Understanding Web Scripts

With PowerPoint 2002's Web functionality, you have the ability to save presentations as HTML documents and edit them in the Microsoft Script Editor. If you know HTML, you can edit HTML tags in this editor. If you know a scripting language, such as VBScript or JScript, you can create powerful scripts to augment and automate your Web-based presentations.

Today's two most popular Web browsers, Microsoft Internet Explorer and Netscape Navigator, have embedded inside them the general-purpose core of the lightweight, object-oriented programming language referred to as both JavaScript (in the case of Navigator) and JScript (in Internet Explorer). Possessing this embedded code enables browsers to read segments of the scripting language that have been written directly into HTML documents. This is referred to as client-side scripting.

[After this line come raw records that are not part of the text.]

use std::collections::HashSet;

use platter_test_utils::prelude::*;
use sea_orm::EntityTrait;

use crate::{
    model::recipe::{IngredientAmountDto, RecipeFilterDto, RecipeInputDto},
    server::{
        error::{auth::AuthError, composition::CompositionError, relation::RelationError, Error},
        service::recipe::RecipeService,
    },
};

fn input(
    name: &str,
    ingredients: Vec<(i32, i32)>,
    tags: Vec<i32>,
) -> RecipeInputDto {
    RecipeInputDto {
        ingredients: ingredients
            .into_iter()
            .map(|(id, amount)| IngredientAmountDto { id, amount })
            .collect(),
        tags,
        image: "data:image/png;base64,aW1hZ2UgYnl0ZXM=".to_string(),
        name: name.to_string(),
        text: format!("How to cook {}", name),
        cooking_time: 30,
    }
}

async fn setup() -> Result<TestContext, TestError> {
    TestBuilder::new()
        .with_core_tables()
        .with_user("jane")
        .with_user("john")
        .with_ingredient("Salt", "g")
        .with_ingredient("Pepper", "g")
        .with_ingredient("Milk", "ml")
        .with_tag("Dinner", "#E26C2D", "dinner")
        .with_tag("Lunch", "#49B64E", "lunch")
        .build()
        .await
}

#[tokio::test]
/// Expect the persisted composition to equal the submitted sets exactly
async fn test_create_recipe_persists_exact_sets() -> Result<(), TestError> {
    let test = setup().await?;
    let service = RecipeService::new(&test.db);

    let result = service
        .create_recipe(1, &input("Stew", vec![(1, 10), (3, 200)], vec![1, 2]))
        .await;

    assert!(result.is_ok());
    let recipe = result.unwrap();

    let persisted_ingredients: HashSet<(i32, i32)> = recipe
        .ingredients
        .iter()
        .map(|i| (i.id, i.amount))
        .collect();
    assert_eq!(persisted_ingredients, HashSet::from([(1, 10), (3, 200)]));

    let persisted_tags: HashSet<i32> = recipe.tags.iter().map(|t| t.id).collect();
    assert_eq!(persisted_tags, HashSet::from([1, 2]));

    assert_eq!(recipe.author.id, 1);
    assert_eq!(recipe.cooking_time, 30);
    assert!(recipe.image.starts_with("recipes/images/"));

    Ok(())
}

#[tokio::test]
/// Expect a failed validation to persist no recipe or join rows
async fn test_create_recipe_duplicate_persists_nothing() -> Result<(), TestError> {
    let test = setup().await?;
    let service = RecipeService::new(&test.db);

    let result = service
        .create_recipe(1, &input("Stew", vec![(1, 10), (1, 5)], vec![1]))
        .await;

    assert!(matches!(
        result,
        Err(Error::CompositionError(
            CompositionError::DuplicateIngredient(1)
        ))
    ));

    let recipes = entity::prelude::Recipe::find().all(&test.db).await?;
    assert!(recipes.is_empty());

    let rows = entity::prelude::RecipeIngredient::find().all(&test.db).await?;
    assert!(rows.is_empty());

    Ok(())
}

#[tokio::test]
/// Expect update to fully replace the old composition with no leftovers
async fn test_update_recipe_replaces_sets() -> Result<(), TestError> {
    let test = setup().await?;
    let service = RecipeService::new(&test.db);

    let created = service
        .create_recipe(1, &input("Stew", vec![(1, 10), (2, 5)], vec![1]))
        .await?;

    let mut replacement = input("Milky stew", vec![(3, 250)], vec![2]);
    replacement.cooking_time = 45;

    let updated = service.update_recipe(1, created.id, &replacement).await?;

    assert_eq!(updated.name, "Milky stew");
    assert_eq!(updated.cooking_time, 45);
    assert_eq!(updated.ingredients.len(), 1);
    assert_eq!(updated.ingredients[0].id, 3);
    assert_eq!(updated.ingredients[0].amount, 250);
    assert_eq!(updated.tags.len(), 1);
    assert_eq!(updated.tags[0].id, 2);

    // No join rows from the old composition may survive the replace
    let rows = entity::prelude::RecipeIngredient::find().all(&test.db).await?;
    assert_eq!(rows.len(), 1);

    let tag_rows = entity::prelude::RecipeTag::find().all(&test.db).await?;
    assert_eq!(tag_rows.len(), 1);

    Ok(())
}

#[tokio::test]
/// Expect a failed update validation to leave the old composition intact
async fn test_update_recipe_invalid_input_keeps_old_sets() -> Result<(), TestError> {
    let test = setup().await?;
    let service = RecipeService::new(&test.db);

    let created = service
        .create_recipe(1, &input("Stew", vec![(1, 10)], vec![1]))
        .await?;

    let result = service
        .update_recipe(1, created.id, &input("Stew", vec![(42, 1)], vec![1]))
        .await;

    assert!(matches!(
        result,
        Err(Error::CompositionError(
            CompositionError::UnknownIngredient(42)
        ))
    ));

    let unchanged = service.get_recipe(Some(1), created.id).await?;
    assert_eq!(unchanged.ingredients.len(), 1);
    assert_eq!(unchanged.ingredients[0].id, 1);

    Ok(())
}

#[tokio::test]
/// Expect update and delete by a non-author to be forbidden
async fn test_author_only_write_access() -> Result<(), TestError> {
    let test = setup().await?;
    let service = RecipeService::new(&test.db);

    let created = service
        .create_recipe(1, &input("Stew", vec![(1, 10)], vec![1]))
        .await?;

    let update = service
        .update_recipe(2, created.id, &input("Theft", vec![(1, 1)], vec![1]))
        .await;
    assert!(matches!(
        update,
        Err(Error::AuthError(AuthError::NotRecipeAuthor { .. }))
    ));

    let delete = service.delete_recipe(2, created.id).await;
    assert!(matches!(
        delete,
        Err(Error::AuthError(AuthError::NotRecipeAuthor { .. }))
    ));

    // The author still can
    let result = service.delete_recipe(1, created.id).await;
    assert!(result.is_ok());

    Ok(())
}

#[tokio::test]
/// Expect a missing recipe to be reported as not found
async fn test_get_missing_recipe_fails() -> Result<(), TestError> {
    let test = setup().await?;
    let service = RecipeService::new(&test.db);

    let result = service.get_recipe(None, 99).await;

    assert!(matches!(
        result,
        Err(Error::RelationError(RelationError::RecipeNotFound(99)))
    ));

    Ok(())
}

#[tokio::test]
/// Expect viewer-dependent flags in the projection
async fn test_projection_viewer_flags() -> Result<(), TestError> {
    let mut test = setup().await?;
    let service = RecipeService::new(&test.db);

    let created = service
        .create_recipe(2, &input("Stew", vec![(1, 10)], vec![1]))
        .await?;

    test.recipes().insert_favorite(1, created.id).await?;
    test.users().insert_subscription(1, 2).await?;

    let viewed = service.get_recipe(Some(1), created.id).await?;
    assert!(viewed.is_favorited);
    assert!(!viewed.is_in_shopping_cart);
    assert!(viewed.author.is_subscribed);

    let anonymous = service.get_recipe(None, created.id).await?;
    assert!(!anonymous.is_favorited);
    assert!(!anonymous.author.is_subscribed);

    Ok(())
}

#[tokio::test]
/// Expect list filters to combine author and viewer-dependent predicates
async fn test_list_recipes_filters() -> Result<(), TestError> {
    let mut test = setup().await?;
    let service = RecipeService::new(&test.db);

    let by_jane = service
        .create_recipe(1, &input("Stew", vec![(1, 10)], vec![1]))
        .await?;
    let by_john = service
        .create_recipe(2, &input("Soup", vec![(2, 5)], vec![2]))
        .await?;

    test.recipes().insert_cart_item(1, by_john.id).await?;

    let by_author = service
        .list_recipes(
            None,
            &RecipeFilterDto {
                author: Some(1),
                ..Default::default()
            },
        )
        .await?;
    assert_eq!(by_author.len(), 1);
    assert_eq!(by_author[0].id, by_jane.id);

    let in_cart = service
        .list_recipes(
            Some(1),
            &RecipeFilterDto {
                is_in_shopping_cart: Some(true),
                ..Default::default()
            },
        )
        .await?;
    assert_eq!(in_cart.len(), 1);
    assert_eq!(in_cart[0].id, by_john.id);

    // Without a viewer the cart filter has nothing to apply to
    let anonymous = service
        .list_recipes(
            None,
            &RecipeFilterDto {
                is_in_shopping_cart: Some(true),
                ..Default::default()
            },
        )
        .await?;
    assert_eq!(anonymous.len(), 2);

    Ok(())
}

Understanding the client-side/server-side distinction can be tricky, and it has slightly different connotations depending upon its application. For the purpose of this discussion, the server is the Web server, where Web pages actually reside. The home PC of a user connecting via the Internet is considered the client. This raises a question, however: If the Web page with embedded script is sitting on the Web server, why isn't this a server-sidescript? The answer is that the client home PC and its browser are reading the embedded code and executing it, and it is there that the execution takes place. This is the significant point in terms of the client/server relationship.

Scripting can also be applied on the server side, when code inside an HTML document points to a script file sitting on the Web server. The script is then executed, and the result is sent back to the client. This is especially useful for generating HTML content on-the-fly.